Loading the NAIP STAC collection

We use Wherobots’ built-in STAC reader to load the NAIP collection from Element84’s Earth Search catalog. This catalog provides direct S3 URLs to the imagery files.
from pyspark.sql import functions as F
from sedona.spark import *

config = SedonaContext.builder().getOrCreate()
sedona = SedonaContext.create(config)
# Get the actual polygon geometry as WKT for spatial filter
aoi_wkt = gdf.geometry.iloc[0].wkt

print(f"AOI geometry type: {gdf.geometry.iloc[0].geom_type}")

# Load NAIP collection from Element84 Earth Search
naip_df = (
    sedona.read.format("stac")
    .option("itemsLimitMax", "200")
    .option("itemsLimitPerRequest", "50")
    .load("https://earth-search.aws.element84.com/v1/collections/naip")
)

naip_df.createOrReplaceTempView("naip_raw")

print(f"\nLoaded NAIP STAC collection")
print(f"Schema:")
naip_df.printSchema()

Applying spatial and temporal filters

We filter the NAIP collection to only include tiles that:
  • Intersect with our AOI (Montgomery County)
  • Were captured in 2017 (the most recent year with 1-meter resolution NAIP imagery available for Maryland so we can test the ChesapeakeRSC model)
# Filter by:
# - Date range: 2017 (full year)
# - Spatial: Intersects with Montgomery County polygon boundary

filtered_df = sedona.sql(f"""
    SELECT 
        id,
        geometry,
        datetime,
        assets
    FROM naip_raw
    WHERE datetime BETWEEN '2017-01-01' AND '2017-12-31'
      AND ST_Intersects(geometry, ST_GeomFromText('{aoi_wkt}'))
""")

filtered_df.createOrReplaceTempView("naip_filtered")

tile_count = filtered_df.count()
print(f"Found {tile_count} NAIP tiles for Montgomery County, MD in 2017")
filtered_df.select("id", "datetime").show(10, truncate=False)

Exploring the STAC asset structure

Before creating the GTI, we need to understand the structure of the STAC assets.
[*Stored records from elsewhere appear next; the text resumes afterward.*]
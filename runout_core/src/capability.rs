//! Firmware capability probe.
//!
//! On every connection the monitor sends the capability-check command and
//! classifies the response lines that follow. `ok` means the change macro is
//! usable, an `Unknown command` echo naming the check means it is not, and
//! anything else schedules a retry. The probe never gives up.

use crate::protocol;

#[derive(Debug, Clone, Copy, PartialEq, Eq, Default)]
pub enum CapabilityState {
    #[default]
    Unknown,
    Probing,
    Supported,
    /// Holds until the next connection starts a new probe.
    Unsupported,
}

/// What a response line meant to the probe.
#[derive(Debug, Clone, Copy, PartialEq, Eq)]
pub enum ProbeOutcome {
    Ignored,
    Supported,
    /// The check was rejected on this connection; warn the user once.
    Unsupported,
    /// Schedule one retry of the check command.
    Retry,
}

#[derive(Debug, Default)]
pub struct CapabilityProbe {
    state: CapabilityState,
    retry_pending: bool,
}

impl CapabilityProbe {
    pub fn new() -> Self {
        Self::default()
    }

    pub fn state(&self) -> CapabilityState {
        self.state
    }

    pub fn retry_pending(&self) -> bool {
        self.retry_pending
    }

    /// Connection established: probe again, whatever the last verdict was.
    pub fn begin(&mut self) {
        self.state = CapabilityState::Probing;
        self.retry_pending = false;
    }

    /// Connection dropped.
    pub fn reset(&mut self) {
        self.state = CapabilityState::Unknown;
        self.retry_pending = false;
    }

    /// Unknown, Probing and Supported all allow the change macro.
    pub fn allows_macro(&self) -> bool {
        self.state != CapabilityState::Unsupported
    }

    pub fn on_response_line(&mut self, line: &str, check_command: &str) -> ProbeOutcome {
        if self.state != CapabilityState::Probing {
            return ProbeOutcome::Ignored;
        }
        if protocol::is_ok(line) {
            self.state = CapabilityState::Supported;
            self.retry_pending = false;
            ProbeOutcome::Supported
        } else if protocol::is_unknown_command(line, check_command) {
            self.state = CapabilityState::Unsupported;
            self.retry_pending = false;
            ProbeOutcome::Unsupported
        } else if self.retry_pending {
            ProbeOutcome::Ignored
        } else {
            self.retry_pending = true;
            ProbeOutcome::Retry
        }
    }

    /// Retry timer fired. True when the check command should be resent.
    pub fn retry_due(&mut self) -> bool {
        let due = self.retry_pending && self.state == CapabilityState::Probing;
        self.retry_pending = false;
        due
    }
}

/// Warning shown once when the firmware rejects the check command.
pub fn unsupported_message(change_command: &str) -> String {
    format!(
        "{} is not supported by this printer's firmware! Filament change on runout is disabled.",
        protocol::macro_prefix(change_command)
    )
}

#[cfg(test)]
mod tests {
    use super::*;

    const CHECK: &str = "M603";

    fn probing() -> CapabilityProbe {
        let mut p = CapabilityProbe::new();
        p.begin();
        p
    }

    #[test]
    fn ok_means_supported() {
        let mut p = probing();
        assert_eq!(p.on_response_line("ok", CHECK), ProbeOutcome::Supported);
        assert_eq!(p.state(), CapabilityState::Supported);
        assert!(p.allows_macro());
        assert_eq!(p.on_response_line("ok", CHECK), ProbeOutcome::Ignored);
    }

    #[test]
    fn unknown_command_is_reported_once() {
        let mut p = probing();
        let line = "echo:Unknown command: \"M603\"";
        assert_eq!(p.on_response_line(line, CHECK), ProbeOutcome::Unsupported);
        assert!(!p.allows_macro());
        assert_eq!(p.on_response_line(line, CHECK), ProbeOutcome::Ignored);
        assert!(!p.retry_due());
        assert_eq!(p.state(), CapabilityState::Unsupported);
    }

    #[test]
    fn reconnect_probes_again_after_a_verdict() {
        let mut p = probing();
        p.on_response_line("ok", CHECK);
        p.begin();
        assert_eq!(p.state(), CapabilityState::Probing);
        assert_eq!(
            p.on_response_line("echo:Unknown command: \"M603\"", CHECK),
            ProbeOutcome::Unsupported
        );
        p.begin();
        assert_eq!(p.state(), CapabilityState::Probing);
        assert!(p.allows_macro());
    }

    #[test]
    fn unrelated_lines_schedule_one_retry() {
        let mut p = probing();
        let temp = "T:210.0 /210.0 B:60.0 /60.0";
        assert_eq!(p.on_response_line(temp, CHECK), ProbeOutcome::Retry);
        assert_eq!(p.on_response_line(temp, CHECK), ProbeOutcome::Ignored);
        assert_eq!(p.state(), CapabilityState::Probing);
        assert!(p.retry_due());
        assert!(!p.retry_due());
        // after the resend, a new unrelated line may schedule again
        assert_eq!(p.on_response_line(temp, CHECK), ProbeOutcome::Retry);
    }

    #[test]
    fn lines_outside_probing_are_ignored() {
        let mut p = CapabilityProbe::new();
        assert_eq!(p.on_response_line("ok", CHECK), ProbeOutcome::Ignored);
        assert_eq!(p.state(), CapabilityState::Unknown);
    }

    #[test]
    fn reset_restores_optimistic_unknown() {
        let mut p = probing();
        p.on_response_line("echo:Unknown command: \"M603\"", CHECK);
        p.reset();
        assert_eq!(p.state(), CapabilityState::Unknown);
        assert!(p.allows_macro());
    }

    #[test]
    fn retry_after_verdict_is_dropped() {
        let mut p = probing();
        p.on_response_line("wait", CHECK);
        p.on_response_line("ok", CHECK);
        assert!(!p.retry_due());
    }

    #[test]
    fn message_names_the_macro() {
        assert_eq!(
            unsupported_message("M600 X0 Y0"),
            "M600 is not supported by this printer's firmware! Filament change on runout is disabled."
        );
    }
}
NAIP stores all 4 bands (RGBIR) in a single COG file, so we only need one row per tile in our GTI.
# Examine the assets structure
# NAIP has a single 'image' asset containing all 4 bands (RGBIR)

sample_df = sedona.sql("SELECT id, assets FROM naip_filtered LIMIT 1")
sample = sample_df.first()

if sample:
    print(f"Tile ID: {sample['id']}")
    print(f"\nAvailable asset keys:")
    for key in sorted(sample['assets'].keys()):
        print(f"  - {key}")
    
    # Check structure of the 'image' asset (4-band COG)
    print(f"\n--- Structure of 'image' asset ---")
    image_asset = sample['assets'].get('image')
    if image_asset:
        print(f"Type: {type(image_asset)}")
        print(f"Content: {image_asset}")
else:
    print("No samples found - check filters")
# Show the S3 URL for the 4-band COG

sample_df = sedona.sql("""
    SELECT 
        id,
        assets['image'].href as image_url
    FROM naip_filtered 
    LIMIT 5
""")

sample_df.show(truncate=False)

Creating the GTI (GDAL Raster Tile Index)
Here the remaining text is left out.